Anonymous Coward said:

Less than 50% of the time, when you average the neural activity over several SECONDS (an action potential lasts 0.015s), and over 1 cubic CENTIMETER (containing 10^8 neurons), fMRI tells you something about that average activity.

While this is true for the majority of fMRI work done today, things are changing. Higher field strengths have greatly increased the spatial resolution of fMRI. Typical voxel size at 3 Tesla is down to about 3 mm to the side (echoplaner, BOLD contrast). As higher field strengths become more common, voxels will become much smaller.

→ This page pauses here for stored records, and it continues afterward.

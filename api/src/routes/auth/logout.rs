use actix_web::{web, HttpRequest, HttpResponse};

use hl_core::errors::DomainError;
use hl_shared::errors::error_codes;

use crate::app::AppState;
use crate::dto::{LogoutResponse, RefreshTokenRequest};
use crate::handlers::ApiError;
use crate::middleware::auth::AuthContext;

use super::{cleared_refresh_cookie, presented_refresh_token};

/// Handler for POST /api/v1/auth/logout
///
/// Revokes the session of the presented refresh token (cookie or body) and
/// clears the cookie. Expired tokens are still accepted, and logging out an
/// already revoked session succeeds with `"revoked": 0`.
///
/// ## Errors
/// - 400 Bad Request: `MISSING_REFRESH`
/// - 401 Unauthorized: `INVALID_REFRESH` when the token signature does not verify
pub async fn logout(
    req: HttpRequest,
    state: web::Data<AppState>,
    body: Option<web::Json<RefreshTokenRequest>>,
) -> Result<HttpResponse, ApiError> {
    let (token, _) = presented_refresh_token(&req, body)?;

    let revoked = match state.tokens.revoke(&token).await {
        Ok(revoked) => revoked,
        Err(DomainError::Token(_)) => {
            return Err(ApiError::unauthorized(
                error_codes::INVALID_REFRESH,
                "Invalid refresh token",
            ))
        }
        Err(err) => return Err(err.into()),
    };

    Ok(HttpResponse::Ok()
        .cookie(cleared_refresh_cookie())
        .json(LogoutResponse {
            ok: true,
            revoked: u64::from(revoked),
        }))
}

/// Handler for POST /api/v1/auth/logout-all
///
/// Revokes every session of the authenticated caller.
///
/// # Headers
///
/// ```text
/// Authorization: Bearer {access_token}
/// ```
pub async fn logout_all(
    state: web::Data<AppState>,
    auth: AuthContext,
) -> Result<HttpResponse, ApiError> {
    let revoked = state.tokens.revoke_all(&auth.user_id).await?;

    tracing::info!(user_id = %auth.user_id, revoked, "Logged out of all sessions");

    Ok(HttpResponse::Ok()
        .cookie(cleared_refresh_cookie())
        .json(LogoutResponse { ok: true, revoked }))
}
//! In-memory implementation of RefreshLedger for tests and local runs

use async_trait::async_trait;
use chrono::Utc;
use std::collections::HashMap;
use std::sync::Arc;
use tokio::sync::RwLock;

use crate::domain::entities::token::{NewLedgerEntry, RefreshLedgerEntry};
use crate::errors::{DomainError, TokenError};

use super::r#trait::RefreshLedger;

#[derive(Default)]
struct LedgerState {
    rows: HashMap<String, RefreshLedgerEntry>,
    next_id: i64,
}

impl LedgerState {
    fn insert(&mut self, entry: NewLedgerEntry) -> Result<RefreshLedgerEntry, DomainError> {
        if self.rows.contains_key(&entry.jti) {
            return Err(DomainError::Conflict {
                resource: format!("refresh token {}", entry.jti),
            });
        }

        self.next_id += 1;
        let row = entry.into_entry(self.next_id, Utc::now());
        self.rows.insert(row.jti.clone(), row.clone());
        Ok(row)
    }

    fn revoke_and_link(&mut self, jti: &str, successor_jti: &str) -> bool {
        match self.rows.get_mut(jti) {
            Some(row) if !row.is_revoked => {
                row.is_revoked = true;
                row.replaced_by = Some(successor_jti.to_string());
                true
            }
            _ => false,
        }
    }
}

/// Refresh ledger backed by a `HashMap` keyed by `jti`
///
/// Every mutation holds the write lock for its whole duration, which gives
/// the same linearizable conditional update as the SQL implementation.
#[derive(Clone, Default)]
pub struct InMemoryRefreshLedger {
    state: Arc<RwLock<LedgerState>>,
}

impl InMemoryRefreshLedger {
    /// Create an empty ledger
    pub fn new() -> Self {
        Self::default()
    }

    /// Look up a row by `jti` regardless of owner
    pub async fn get(&self, jti: &str) -> Option<RefreshLedgerEntry> {
        self.state.read().await.rows.get(jti).cloned()
    }

    /// All rows of a user, oldest first
    pub async fn entries_for_user(&self, user_id: &str) -> Vec<RefreshLedgerEntry> {
        let state = self.state.read().await;
        let mut rows: Vec<_> = state
            .rows
            .values()
            .filter(|row| row.user_id == user_id)
            .cloned()
            .collect();
        rows.sort_by_key(|row| row.id);
        rows
    }

    /// Number of rows stored
    pub async fn len(&self) -> usize {
        self.state.read().await.rows.len()
    }

    pub async fn is_empty(&self) -> bool {
        self.len().await == 0
    }
}

#[async_trait]
impl RefreshLedger for InMemoryRefreshLedger {
    async fn insert(&self, entry: NewLedgerEntry) -> Result<RefreshLedgerEntry, DomainError> {
        self.state.write().await.insert(entry)
    }

    async fn find_by_jti_and_user(
        &self,
        jti: &str,
        user_id: &str,
    ) -> Result<Option<RefreshLedgerEntry>, DomainError> {
        let state = self.state.read().await;
        Ok(state
            .rows
            .get(jti)
            .filter(|row| row.user_id == user_id)
            .cloned())
    }

    async fn revoke_and_link(&self, jti: &str, successor_jti: &str) -> Result<bool, DomainError> {
        Ok(self.state.write().await.revoke_and_link(jti, successor_jti))
    }

    async fn rotate(
        &self,
        old_jti: &str,
        successor: NewLedgerEntry,
    ) -> Result<RefreshLedgerEntry, DomainError> {
        let mut state = self.state.write().await;

        if state.rows.contains_key(&successor.jti) {
            return Err(DomainError::Conflict {
                resource: format!("refresh token {}", successor.jti),
            });
        }
        if !state.revoke_and_link(old_jti, &successor.jti) {
            return Err(TokenError::Revoked.into());
        }
        state.insert(successor)
    }

    async fn revoke(&self, jti: &str, user_id: &str) -> Result<bool, DomainError> {
        let mut state = self.state.write().await;

        match state.rows.get_mut(jti) {
            Some(row) if row.user_id == user_id && !row.is_revoked => {
                row.is_revoked = true;
                Ok(true)
            }
            _ => Ok(false),
        }
    }

    async fn revoke_all_for_user(&self, user_id: &str) -> Result<u64, DomainError> {
        let mut state = self.state.write().await;
        let mut count = 0;

        for row in state.rows.values_mut() {
            if row.user_id == user_id && !row.is_revoked {
                row.is_revoked = true;
                count += 1;
            }
        }

        Ok(count)
    }
}

#[cfg(test)]
mod tests {
    use super::*;
    use chrono::Duration;

    fn new_entry(user_id: &str, jti: &str) -> NewLedgerEntry {
        NewLedgerEntry {
            user_id: user_id.to_string(),
            jti: jti.to_string(),
            token_hash: Some(format!("hash-{}", jti)),
            user_agent: Some("test-agent".to_string()),
            ip_addr: Some("127.0.0.1".to_string()),
            expires_at: Utc::now() + Duration::days(30),
        }
    }

    #[tokio::test]
    async fn test_insert_and_find_scoped_by_user() {
        let ledger = InMemoryRefreshLedger::new();
        let row = ledger.insert(new_entry("alice", "j1")).await.unwrap();

        assert_eq!(row.id, 1);
        assert!(!row.is_revoked);
        assert!(ledger.find_by_jti_and_user("j1", "alice").await.unwrap().is_some());
        assert!(ledger.find_by_jti_and_user("j1", "bob").await.unwrap().is_none());
    }

    #[tokio::test]
    async fn test_duplicate_jti_conflicts() {
        let ledger = InMemoryRefreshLedger::new();
        ledger.insert(new_entry("alice", "j1")).await.unwrap();

        let result = ledger.insert(new_entry("bob", "j1")).await;
        assert!(matches!(result, Err(DomainError::Conflict { .. })));
        assert_eq!(ledger.len().await, 1);
    }

    #[tokio::test]
    async fn test_revoke_and_link_is_conditional() {
        let ledger = InMemoryRefreshLedger::new();
        ledger.insert(new_entry("alice", "j1")).await.unwrap();

        assert!(ledger.revoke_and_link("j1", "j2").await.unwrap());
        assert!(!ledger.revoke_and_link("j1", "j3").await.unwrap());
        assert!(!ledger.revoke_and_link("missing", "j4").await.unwrap());

        let row = ledger.get("j1").await.unwrap();
        assert!(row.is_revoked);
        assert_eq!(row.replaced_by.as_deref(), Some("j2"));
    }

    #[tokio::test]
    async fn test_rotate_links_and_inserts() {
        let ledger = InMemoryRefreshLedger::new();
        ledger.insert(new_entry("alice", "j1")).await.unwrap();

        let successor = ledger.rotate("j1", new_entry("alice", "j2")).await.unwrap();
        assert_eq!(successor.jti, "j2");

        let second = ledger.rotate("j1", new_entry("alice", "j3")).await;
        assert!(matches!(second, Err(DomainError::Token(TokenError::Revoked))));
        assert!(ledger.get("j3").await.is_none());
    }

    #[tokio::test]
    async fn test_revoke_all_for_user() {
        let ledger = InMemoryRefreshLedger::new();
        ledger.insert(new_entry("alice", "j1")).await.unwrap();
        ledger.insert(new_entry("alice", "j2")).await.unwrap();
        ledger.insert(new_entry("bob", "j3")).await.unwrap();
        ledger.revoke("j1", "alice").await.unwrap();

        assert_eq!(ledger.revoke_all_for_user("alice").await.unwrap(), 1);
        assert!(ledger.entries_for_user("alice").await.iter().all(|r| r.is_revoked));
        assert!(!ledger.get("j3").await.unwrap().is_revoked);
    }

    #[tokio::test]
    async fn test_revoke_requires_owner() {
        let ledger = InMemoryRefreshLedger::new();
        ledger.insert(new_entry("alice", "j1")).await.unwrap();

        assert!(!ledger.revoke("j1", "bob").await.unwrap());
        assert!(ledger.revoke("j1", "alice").await.unwrap());
        assert!(!ledger.revoke("j1", "alice").await.unwrap());
    }
}
//! Application state and factory
//!
//! This module holds the shared application state and provides the factory
//! for creating the Actix-web application.

use std::sync::Arc;

use actix_web::{web, App, HttpResponse};
use tracing_actix_web::TracingLogger;

use hl_core::repositories::{IdentityRepository, RefreshLedger};
use hl_core::services::{Clock, TokenService, TokenServiceConfig};
use hl_infra::PasswordHasher;
use hl_shared::errors::{error_codes, ErrorResponse};

use crate::handlers::json_error_handler;
use crate::middleware::JwtAuth;
use crate::routes::{auth, users};

/// Token service over type-erased stores, so MySQL and in-memory backends share one app
pub type AppTokenService = TokenService<Arc<dyn RefreshLedger>, Arc<dyn IdentityRepository>>;

/// State shared by every handler
pub struct AppState {
    pub tokens: Arc<AppTokenService>,
    pub passwords: PasswordHasher,
}

impl AppState {
    pub fn new(
        ledger: Arc<dyn RefreshLedger>,
        identities: Arc<dyn IdentityRepository>,
        config: TokenServiceConfig,
        passwords: PasswordHasher,
    ) -> Self {
        Self {
            tokens: Arc::new(TokenService::new(ledger, identities, config)),
            passwords,
        }
    }

    /// Same as `new` with an explicit time source
    pub fn with_clock(
        ledger: Arc<dyn RefreshLedger>,
        identities: Arc<dyn IdentityRepository>,
        config: TokenServiceConfig,
        passwords: PasswordHasher,
        clock: Arc<dyn Clock>,
    ) -> Self {
        Self {
            tokens: Arc::new(TokenService::with_clock(ledger, identities, config, clock)),
            passwords,
        }
    }

    pub fn identities(&self) -> &Arc<dyn IdentityRepository> {
        self.tokens.identities()
    }
}

/// Create and configure the application with all dependencies
pub fn create_app(
    app_state: web::Data<AppState>,
) -> App<
    impl actix_web::dev::ServiceFactory<
        actix_web::dev::ServiceRequest,
        Config = (),
        Response = actix_web::dev::ServiceResponse<impl actix_web::body::MessageBody>,
        Error = actix_web::Error,
        InitError = (),
    >,
> {
    let jwt_auth = JwtAuth::new(app_state.tokens.authenticator());

    App::new()
        .app_data(app_state)
        .app_data(web::JsonConfig::default().error_handler(json_error_handler))
        .wrap(TracingLogger::default())
        .route("/health", web::get().to(health_check))
        .service(
            web::scope("/api/v1")
                .service(
                    web::scope("/auth")
                        .route("/register", web::post().to(auth::register))
                        .route("/login", web::post().to(auth::login))
                        .route("/refresh", web::post().to(auth::refresh))
                        .route("/logout", web::post().to(auth::logout))
                        .service(
                            web::resource("/logout-all")
                                .wrap(jwt_auth.clone())
                                .route(web::post().to(auth::logout_all)),
                        ),
                )
                .service(
                    web::scope("/users")
                        .wrap(jwt_auth)
                        .route("/me", web::get().to(users::me)),
                ),
        )
        .default_service(web::route().to(not_found))
}

/// Health check endpoint handler
async fn health_check() -> HttpResponse {
    HttpResponse::Ok().json(serde_json::json!({
        "ok": true,
        "status": "healthy",
        "service": "habitline-api",
        "version": env!("CARGO_PKG_VERSION"),
        "timestamp": chrono::Utc::now().to_rfc3339(),
    }))
}

/// Default 404 handler
async fn not_found() -> HttpResponse {
    HttpResponse::NotFound().json(ErrorResponse::new(
        error_codes::NOT_FOUND,
        "The requested resource was not found",
    ))
}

Temporal resolution has also improved. A lot of the older fMRI work uses block designs (e.g., two conditions, control and experimental, 30 second each blocks). This reliance on averaged data has kept temporal resolution low, and has been an impediment to observing the sequence of activations in the brain in response to stimuli. But recently, several labs have reported good results with event-related designs, which can show the sequence of activations in response to a stimulus. This information is much more useful in understanding networks in the brain, rather than just seeing time-averaged regions that "light up". There are also methods available now (still experimental) which can detect the BOLD response in a single activation. No averaging required.

Higher field strengths also allow the use of nuclei other than hydrogen in fMRI imaging. Typically, sodium imaging is done with a repetition time of 100 milliseconds. Higher field strengths are also useful in hydrogen imaging, where you can image the brain faster (or image a larger volume of brain) than before.

I do agree with the previous posts that point out the huge gap in understanding between observing an fMRI map, no matter how good, and coming to conclusions that could materially help an advertising campaign. We just don't know enough about the brain to be able to image thoughts unambiguously.

I think progress in this field will be rapid. More powerful scanners are coming online at many institutions across the US. There is now a 9.4 Tesla full-body scanner at the University of Illinois. This should allow very fast acquisitions, and also the imaging of metabolically significant nuclei other than hydrogen. fMRI currently looks for regional increases in blood flow which accompany activations, but the ability to image other nuclei will allow fMRI to get much closer to what is happening at the level of the neuron.